- SUPPLIED RECORDS:
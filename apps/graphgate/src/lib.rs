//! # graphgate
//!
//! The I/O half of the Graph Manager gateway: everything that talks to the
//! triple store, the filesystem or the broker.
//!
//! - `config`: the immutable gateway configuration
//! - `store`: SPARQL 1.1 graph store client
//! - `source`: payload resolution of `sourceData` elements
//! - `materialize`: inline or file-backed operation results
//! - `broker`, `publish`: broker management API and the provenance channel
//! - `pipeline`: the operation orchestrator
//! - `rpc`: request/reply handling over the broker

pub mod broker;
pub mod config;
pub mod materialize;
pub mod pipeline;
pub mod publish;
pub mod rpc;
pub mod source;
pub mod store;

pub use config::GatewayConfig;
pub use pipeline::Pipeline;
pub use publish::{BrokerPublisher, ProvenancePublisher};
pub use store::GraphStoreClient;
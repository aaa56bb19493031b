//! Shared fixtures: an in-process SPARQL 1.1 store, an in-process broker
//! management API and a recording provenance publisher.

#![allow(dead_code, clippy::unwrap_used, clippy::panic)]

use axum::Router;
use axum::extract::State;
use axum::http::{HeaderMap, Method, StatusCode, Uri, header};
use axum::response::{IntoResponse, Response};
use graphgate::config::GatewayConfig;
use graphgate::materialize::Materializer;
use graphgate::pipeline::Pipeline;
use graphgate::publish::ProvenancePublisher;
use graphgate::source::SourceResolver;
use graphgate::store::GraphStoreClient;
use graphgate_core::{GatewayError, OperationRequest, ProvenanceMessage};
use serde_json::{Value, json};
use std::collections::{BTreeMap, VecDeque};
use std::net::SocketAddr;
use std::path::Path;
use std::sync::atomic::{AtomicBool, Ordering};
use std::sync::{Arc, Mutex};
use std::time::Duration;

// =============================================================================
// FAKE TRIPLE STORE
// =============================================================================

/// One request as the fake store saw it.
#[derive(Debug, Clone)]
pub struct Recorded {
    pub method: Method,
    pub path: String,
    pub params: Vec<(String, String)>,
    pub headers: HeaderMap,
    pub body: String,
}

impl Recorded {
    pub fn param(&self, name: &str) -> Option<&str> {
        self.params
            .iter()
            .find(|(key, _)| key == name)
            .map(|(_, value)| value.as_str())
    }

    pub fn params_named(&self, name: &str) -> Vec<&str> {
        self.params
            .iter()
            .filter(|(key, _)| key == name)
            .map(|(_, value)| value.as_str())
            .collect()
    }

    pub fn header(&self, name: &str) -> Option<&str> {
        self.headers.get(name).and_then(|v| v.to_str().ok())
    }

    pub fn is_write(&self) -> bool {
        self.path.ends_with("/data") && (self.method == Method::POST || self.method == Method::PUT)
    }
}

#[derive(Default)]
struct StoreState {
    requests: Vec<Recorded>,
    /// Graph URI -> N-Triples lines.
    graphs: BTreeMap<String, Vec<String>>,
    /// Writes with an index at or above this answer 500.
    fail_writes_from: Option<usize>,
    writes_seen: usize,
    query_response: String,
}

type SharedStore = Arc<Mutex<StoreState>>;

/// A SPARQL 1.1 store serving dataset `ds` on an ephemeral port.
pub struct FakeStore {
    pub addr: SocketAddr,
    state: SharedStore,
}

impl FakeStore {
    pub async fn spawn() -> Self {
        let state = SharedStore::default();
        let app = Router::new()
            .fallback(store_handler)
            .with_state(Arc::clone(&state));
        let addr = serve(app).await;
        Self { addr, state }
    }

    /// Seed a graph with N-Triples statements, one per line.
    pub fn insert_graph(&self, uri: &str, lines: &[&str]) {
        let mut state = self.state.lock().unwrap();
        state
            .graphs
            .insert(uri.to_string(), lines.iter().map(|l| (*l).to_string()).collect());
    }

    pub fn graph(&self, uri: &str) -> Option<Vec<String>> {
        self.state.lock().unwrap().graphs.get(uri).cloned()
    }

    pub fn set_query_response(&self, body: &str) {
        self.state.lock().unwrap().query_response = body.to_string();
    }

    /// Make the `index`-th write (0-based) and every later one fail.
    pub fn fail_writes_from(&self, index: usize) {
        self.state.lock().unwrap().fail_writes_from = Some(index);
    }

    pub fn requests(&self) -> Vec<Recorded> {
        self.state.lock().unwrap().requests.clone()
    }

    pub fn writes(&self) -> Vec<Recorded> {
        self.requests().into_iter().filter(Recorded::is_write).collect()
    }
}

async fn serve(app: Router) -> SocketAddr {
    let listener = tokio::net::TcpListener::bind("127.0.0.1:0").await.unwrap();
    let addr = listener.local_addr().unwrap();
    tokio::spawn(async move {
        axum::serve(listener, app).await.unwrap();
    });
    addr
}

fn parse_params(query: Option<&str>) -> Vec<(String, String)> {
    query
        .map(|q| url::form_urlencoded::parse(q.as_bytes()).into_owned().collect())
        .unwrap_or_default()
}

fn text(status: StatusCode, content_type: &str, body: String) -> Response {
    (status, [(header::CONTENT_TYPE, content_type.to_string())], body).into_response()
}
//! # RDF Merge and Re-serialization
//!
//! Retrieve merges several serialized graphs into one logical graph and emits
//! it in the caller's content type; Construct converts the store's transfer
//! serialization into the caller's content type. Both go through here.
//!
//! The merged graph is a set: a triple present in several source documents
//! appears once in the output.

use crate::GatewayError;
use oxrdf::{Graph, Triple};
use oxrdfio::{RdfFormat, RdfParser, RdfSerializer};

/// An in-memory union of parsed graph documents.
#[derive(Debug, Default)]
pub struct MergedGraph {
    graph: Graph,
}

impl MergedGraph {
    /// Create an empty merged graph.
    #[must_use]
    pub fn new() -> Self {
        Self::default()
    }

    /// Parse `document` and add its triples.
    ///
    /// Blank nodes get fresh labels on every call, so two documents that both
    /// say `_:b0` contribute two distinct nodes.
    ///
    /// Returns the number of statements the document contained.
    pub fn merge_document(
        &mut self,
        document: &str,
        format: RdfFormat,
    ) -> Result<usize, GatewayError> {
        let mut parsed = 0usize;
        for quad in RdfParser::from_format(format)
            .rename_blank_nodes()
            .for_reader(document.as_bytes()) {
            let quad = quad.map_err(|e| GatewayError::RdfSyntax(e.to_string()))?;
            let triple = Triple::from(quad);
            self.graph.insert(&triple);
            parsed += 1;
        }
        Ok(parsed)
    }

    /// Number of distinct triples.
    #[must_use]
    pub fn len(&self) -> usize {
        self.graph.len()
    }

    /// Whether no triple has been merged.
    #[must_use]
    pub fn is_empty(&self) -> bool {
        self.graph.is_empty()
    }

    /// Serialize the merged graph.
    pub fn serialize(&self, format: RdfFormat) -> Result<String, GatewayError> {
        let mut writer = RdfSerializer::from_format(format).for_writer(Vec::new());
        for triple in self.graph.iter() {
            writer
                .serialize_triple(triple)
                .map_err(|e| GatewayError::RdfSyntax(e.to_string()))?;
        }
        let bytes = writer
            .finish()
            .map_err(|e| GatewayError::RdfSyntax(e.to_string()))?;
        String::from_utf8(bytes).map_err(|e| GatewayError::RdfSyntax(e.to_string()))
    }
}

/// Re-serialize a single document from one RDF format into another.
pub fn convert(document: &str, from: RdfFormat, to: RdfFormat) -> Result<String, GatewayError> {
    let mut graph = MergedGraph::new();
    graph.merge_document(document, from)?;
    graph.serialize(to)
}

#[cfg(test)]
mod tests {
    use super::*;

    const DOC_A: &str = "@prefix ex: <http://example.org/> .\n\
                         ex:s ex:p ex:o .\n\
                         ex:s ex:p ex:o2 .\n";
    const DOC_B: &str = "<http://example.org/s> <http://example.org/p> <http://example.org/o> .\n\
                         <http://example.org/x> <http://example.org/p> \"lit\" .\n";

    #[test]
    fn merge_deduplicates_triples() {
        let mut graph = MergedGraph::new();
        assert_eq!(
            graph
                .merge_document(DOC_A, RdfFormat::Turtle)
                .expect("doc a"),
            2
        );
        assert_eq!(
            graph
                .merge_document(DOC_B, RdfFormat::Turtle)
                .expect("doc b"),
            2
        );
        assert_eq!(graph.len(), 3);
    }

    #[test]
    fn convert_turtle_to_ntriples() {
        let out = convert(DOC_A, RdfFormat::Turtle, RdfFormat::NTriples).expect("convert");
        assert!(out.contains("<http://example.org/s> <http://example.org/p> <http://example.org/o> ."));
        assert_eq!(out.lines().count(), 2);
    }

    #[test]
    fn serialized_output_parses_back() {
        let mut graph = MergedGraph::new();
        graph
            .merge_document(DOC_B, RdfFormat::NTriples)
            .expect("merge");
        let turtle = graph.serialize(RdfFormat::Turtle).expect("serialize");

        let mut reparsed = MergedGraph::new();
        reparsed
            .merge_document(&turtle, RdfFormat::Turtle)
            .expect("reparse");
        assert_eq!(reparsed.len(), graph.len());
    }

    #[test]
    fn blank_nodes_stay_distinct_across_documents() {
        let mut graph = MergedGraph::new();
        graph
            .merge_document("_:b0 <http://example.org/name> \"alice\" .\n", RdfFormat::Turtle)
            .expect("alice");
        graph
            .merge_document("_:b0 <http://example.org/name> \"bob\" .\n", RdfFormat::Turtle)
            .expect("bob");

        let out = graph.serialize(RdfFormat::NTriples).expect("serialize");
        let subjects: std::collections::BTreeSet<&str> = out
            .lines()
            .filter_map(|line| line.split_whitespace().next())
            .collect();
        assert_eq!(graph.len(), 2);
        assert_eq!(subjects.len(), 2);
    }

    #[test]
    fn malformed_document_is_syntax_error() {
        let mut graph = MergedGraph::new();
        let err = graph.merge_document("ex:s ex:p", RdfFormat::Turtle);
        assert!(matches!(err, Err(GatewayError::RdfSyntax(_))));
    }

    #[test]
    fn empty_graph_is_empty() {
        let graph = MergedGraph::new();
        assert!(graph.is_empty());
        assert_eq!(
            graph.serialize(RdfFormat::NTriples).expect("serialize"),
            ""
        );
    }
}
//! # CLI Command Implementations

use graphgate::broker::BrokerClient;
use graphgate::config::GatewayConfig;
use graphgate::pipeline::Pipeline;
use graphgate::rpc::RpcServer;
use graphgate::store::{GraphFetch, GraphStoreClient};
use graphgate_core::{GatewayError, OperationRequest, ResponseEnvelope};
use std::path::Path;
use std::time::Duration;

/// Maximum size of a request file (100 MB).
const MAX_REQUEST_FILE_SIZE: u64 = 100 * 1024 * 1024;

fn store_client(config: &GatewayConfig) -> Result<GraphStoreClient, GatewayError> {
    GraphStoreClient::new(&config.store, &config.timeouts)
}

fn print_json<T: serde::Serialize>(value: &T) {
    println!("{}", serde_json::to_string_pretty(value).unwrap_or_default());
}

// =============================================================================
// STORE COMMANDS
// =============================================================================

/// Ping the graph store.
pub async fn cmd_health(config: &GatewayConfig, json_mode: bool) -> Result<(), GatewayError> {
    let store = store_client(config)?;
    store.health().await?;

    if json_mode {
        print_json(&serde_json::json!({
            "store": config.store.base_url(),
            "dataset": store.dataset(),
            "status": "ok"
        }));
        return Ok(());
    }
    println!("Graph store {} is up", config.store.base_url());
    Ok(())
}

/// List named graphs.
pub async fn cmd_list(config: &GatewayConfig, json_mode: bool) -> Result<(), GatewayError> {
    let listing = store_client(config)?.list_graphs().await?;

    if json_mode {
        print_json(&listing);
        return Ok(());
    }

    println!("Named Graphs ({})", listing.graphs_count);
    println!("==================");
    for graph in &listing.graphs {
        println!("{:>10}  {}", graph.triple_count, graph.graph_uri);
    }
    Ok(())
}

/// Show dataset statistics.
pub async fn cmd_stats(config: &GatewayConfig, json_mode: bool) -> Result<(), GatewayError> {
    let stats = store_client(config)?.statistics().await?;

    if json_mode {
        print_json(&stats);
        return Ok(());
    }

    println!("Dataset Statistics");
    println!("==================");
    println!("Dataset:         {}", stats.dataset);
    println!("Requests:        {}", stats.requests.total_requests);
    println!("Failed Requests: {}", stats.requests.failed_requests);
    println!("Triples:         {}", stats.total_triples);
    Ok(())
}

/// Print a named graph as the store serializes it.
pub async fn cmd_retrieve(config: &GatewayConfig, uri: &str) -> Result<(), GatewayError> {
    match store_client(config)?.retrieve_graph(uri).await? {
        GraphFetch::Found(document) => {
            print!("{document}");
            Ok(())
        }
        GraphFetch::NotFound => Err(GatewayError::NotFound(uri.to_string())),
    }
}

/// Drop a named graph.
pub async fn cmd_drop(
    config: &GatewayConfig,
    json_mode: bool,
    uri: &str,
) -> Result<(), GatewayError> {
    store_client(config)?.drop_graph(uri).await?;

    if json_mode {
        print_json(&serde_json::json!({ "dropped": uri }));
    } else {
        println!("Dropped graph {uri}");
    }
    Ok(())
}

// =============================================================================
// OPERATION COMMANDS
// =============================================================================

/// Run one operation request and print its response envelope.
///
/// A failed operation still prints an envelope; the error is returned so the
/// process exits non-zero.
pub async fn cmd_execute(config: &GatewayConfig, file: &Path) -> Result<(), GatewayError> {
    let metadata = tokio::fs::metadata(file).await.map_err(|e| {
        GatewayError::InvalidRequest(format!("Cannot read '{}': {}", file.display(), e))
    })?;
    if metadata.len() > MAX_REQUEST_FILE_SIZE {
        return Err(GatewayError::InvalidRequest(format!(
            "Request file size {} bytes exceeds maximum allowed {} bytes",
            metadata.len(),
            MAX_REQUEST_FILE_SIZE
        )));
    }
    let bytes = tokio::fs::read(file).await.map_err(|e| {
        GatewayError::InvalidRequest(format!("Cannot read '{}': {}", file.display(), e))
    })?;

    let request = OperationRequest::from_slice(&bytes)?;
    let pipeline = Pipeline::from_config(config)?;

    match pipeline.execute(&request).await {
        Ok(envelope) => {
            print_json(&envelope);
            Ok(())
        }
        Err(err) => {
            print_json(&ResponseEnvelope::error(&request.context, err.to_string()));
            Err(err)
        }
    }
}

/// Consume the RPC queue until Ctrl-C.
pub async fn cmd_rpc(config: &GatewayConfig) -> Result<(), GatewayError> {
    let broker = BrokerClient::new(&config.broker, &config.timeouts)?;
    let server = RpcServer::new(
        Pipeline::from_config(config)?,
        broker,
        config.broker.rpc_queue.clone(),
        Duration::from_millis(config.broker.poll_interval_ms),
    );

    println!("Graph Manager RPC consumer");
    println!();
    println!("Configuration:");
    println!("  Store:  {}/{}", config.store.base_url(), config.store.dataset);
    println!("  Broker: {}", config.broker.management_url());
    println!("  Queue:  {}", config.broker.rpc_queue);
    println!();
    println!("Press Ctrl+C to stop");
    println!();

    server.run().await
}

- PROBLEM DESCRIPTION:
The answer must be a single number: how many lines of the data include the string "body".

- COMPLETED EXERCISE:
5